Set down every entry below exactly as it stands.
- Opening Delimiter -
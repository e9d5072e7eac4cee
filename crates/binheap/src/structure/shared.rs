//! Thread-safe handle around a heap.
//!
//! ## Purpose
//!
//! This module provides [`SharedHeap`], a cloneable handle that lets several
//! threads use one heap. Every operation, reads included, runs under a
//! single exclusive lock per heap; the heap's array is small and tightly
//! coupled, so no finer-grained locking is attempted.
//!
//! ## Invariants
//!
//! * At most one operation runs against the heap at any time.
//! * A lock poisoned by a panicking caller is recovered by rebuilding heap
//!   order before the next operation proceeds. Recovery always rebuilds, so
//!   contents left sorted by [`SharedHeap::sort`] come back in heap order.

// External dependencies
use std::sync::{Arc, Mutex, MutexGuard};
use std::vec::Vec;

// Internal dependencies
use crate::primitives::errors::HeapError;
use crate::primitives::mode::HeapMode;
use crate::structure::heap::BinaryHeap;

// ============================================================================
// Shared Heap
// ============================================================================

/// Cloneable, lock-protected handle to a [`BinaryHeap`].
///
/// If a caller panics while holding the lock, the next operation rebuilds
/// heap order before running. A sorted sequence left by [`SharedHeap::sort`]
/// does not survive that recovery; it is reordered into a valid heap.
pub struct SharedHeap<T> {
    /// Copy of the heap's mode, readable without locking.
    mode: HeapMode,

    inner: Arc<Mutex<BinaryHeap<T>>>,
}

impl<T: PartialOrd> SharedHeap<T> {
    /// Create a shared heap, heapifying `values` when any are given.
    pub fn new(mode: HeapMode, values: Vec<T>) -> Self {
        Self::from_heap(BinaryHeap::new(mode, values))
    }

    /// Wrap an existing heap.
    pub fn from_heap(heap: BinaryHeap<T>) -> Self {
        Self {
            mode: heap.mode(),
            inner: Arc::new(Mutex::new(heap)),
        }
    }

    fn lock(&self) -> MutexGuard<'_, BinaryHeap<T>> {
        match self.inner.lock() {
            Ok(guard) => guard,
            Err(poisoned) => {
                let mut guard = poisoned.into_inner();
                guard.rebuild();
                self.inner.clear_poison();
                guard
            }
        }
    }

    /// Insert a value.
    pub fn insert(&self, value: T) {
        self.lock().insert(value);
    }

    /// Remove and return the value at position `index` (1-based).
    pub fn remove(&self, index: usize) -> Result<T, HeapError> {
        self.lock().remove(index)
    }

    /// Remove and return the root value.
    pub fn pop(&self) -> Result<T, HeapError> {
        self.lock().pop()
    }

    /// Sort the stored values in ascending order, in place.
    ///
    /// See [`BinaryHeap::sort`]: heap order must be rebuilt afterwards.
    pub fn sort(&self) {
        self.lock().sort();
    }

    /// Re-establish heap order over the current contents.
    pub fn rebuild(&self) {
        self.lock().rebuild();
    }

    /// Number of stored values.
    pub fn size(&self) -> usize {
        self.lock().size()
    }

    /// Whether the heap holds no values.
    pub fn is_empty(&self) -> bool {
        self.lock().is_empty()
    }

    /// The ordering direction chosen at construction.
    pub fn mode(&self) -> HeapMode {
        self.mode
    }

    /// Run `f` with exclusive access to the heap.
    pub fn with_heap<R>(&self, f: impl FnOnce(&mut BinaryHeap<T>) -> R) -> R {
        let mut guard = self.lock();
        f(&mut *guard)
    }
}

impl<T: PartialOrd + Clone> SharedHeap<T> {
    /// A copy of the root value.
    pub fn peek(&self) -> Result<T, HeapError> {
        self.lock().peek().cloned()
    }

    /// A copy of the stored values in position order.
    pub fn snapshot(&self) -> Vec<T> {
        self.lock().contents().to_vec()
    }
}

impl<T> Clone for SharedHeap<T> {
    fn clone(&self) -> Self {
        Self {
            mode: self.mode,
            inner: Arc::clone(&self.inner),
        }
    }
}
- Closing Delimiter -
SOLVED EXERCISE:
repository e9d5072e7eac4cee
filename crates/binheap/src/structure/shared.rs
//! Thread-safe handle around a heap.
//!
//! ## Purpose
//!
//! This module provides [`SharedHeap`], a cloneable handle that lets several
//! threads use one heap. Every operation, reads included, runs under a
//! single exclusive lock per heap; the heap's array is small and tightly
//! coupled, so no finer-grained locking is attempted.
//!
//! ## Invariants
//!
//! * At most one operation runs against the heap at any time.
//! * A lock poisoned by a panicking caller is recovered by rebuilding heap
//!   order before the next operation proceeds. Recovery always rebuilds, so
//!   contents left sorted by [`SharedHeap::sort`] come back in heap order.

// External dependencies
use std::sync::{Arc, Mutex, MutexGuard};
use std::vec::Vec;

// Internal dependencies
use crate::primitives::errors::HeapError;
use crate::primitives::mode::HeapMode;
use crate::structure::heap::BinaryHeap;

// ============================================================================
// Shared Heap
// ============================================================================

/// Cloneable, lock-protected handle to a [`BinaryHeap`].
///
/// If a caller panics while holding the lock, the next operation rebuilds
/// heap order before running. A sorted sequence left by [`SharedHeap::sort`]
/// does not survive that recovery; it is reordered into a valid heap.
pub struct SharedHeap<T> {
    /// Copy of the heap's mode, readable without locking.
    mode: HeapMode,

    inner: Arc<Mutex<BinaryHeap<T>>>,
}

impl<T: PartialOrd> SharedHeap<T> {
    /// Create a shared heap, heapifying `values` when any are given.
    pub fn new(mode: HeapMode, values: Vec<T>) -> Self {
        Self::from_heap(BinaryHeap::new(mode, values))
    }

    /// Wrap an existing heap.
    pub fn from_heap(heap: BinaryHeap<T>) -> Self {
        Self {
            mode: heap.mode(),
            inner: Arc::new(Mutex::new(heap)),
        }
    }

    fn lock(&self) -> MutexGuard<'_, BinaryHeap<T>> {
        match self.inner.lock() {
            Ok(guard) => guard,
            Err(poisoned) => {
                let mut guard = poisoned.into_inner();
                guard.rebuild();
                self.inner.clear_poison();
                guard
            }
        }
    }

    /// Insert a value.
    pub fn insert(&self, value: T) {
        self.lock().insert(value);
    }

    /// Remove and return the value at position `index` (1-based).
    pub fn remove(&self, index: usize) -> Result<T, HeapError> {
        self.lock().remove(index)
    }

    /// Remove and return the root value.
    pub fn pop(&self) -> Result<T, HeapError> {
        self.lock().pop()
    }

    /// Sort the stored values in ascending order, in place.
    ///
    /// See [`BinaryHeap::sort`]: heap order must be rebuilt afterwards.
    pub fn sort(&self) {
        self.lock().sort();
    }

    /// Re-establish heap order over the current contents.
    pub fn rebuild(&self) {
        self.lock().rebuild();
    }

    /// Number of stored values.
    pub fn size(&self) -> usize {
        self.lock().size()
    }

    /// Whether the heap holds no values.
    pub fn is_empty(&self) -> bool {
        self.lock().is_empty()
    }

    /// The ordering direction chosen at construction.
    pub fn mode(&self) -> HeapMode {
        self.mode
    }

    /// Run `f` with exclusive access to the heap.
    pub fn with_heap<R>(&self, f: impl FnOnce(&mut BinaryHeap<T>) -> R) -> R {
        let mut guard = self.lock();
        f(&mut *guard)
    }
}

impl<T: PartialOrd + Clone> SharedHeap<T> {
    /// A copy of the root value.
    pub fn peek(&self) -> Result<T, HeapError> {
        self.lock().peek().cloned()
    }

    /// A copy of the stored values in position order.
    pub fn snapshot(&self) -> Vec<T> {
        self.lock().contents().to_vec()
    }
}

impl<T> Clone for SharedHeap<T> {
    fn clone(&self) -> Self {
        Self {
            mode: self.mode,
            inner: Arc::clone(&self.inner),
        }
    }
}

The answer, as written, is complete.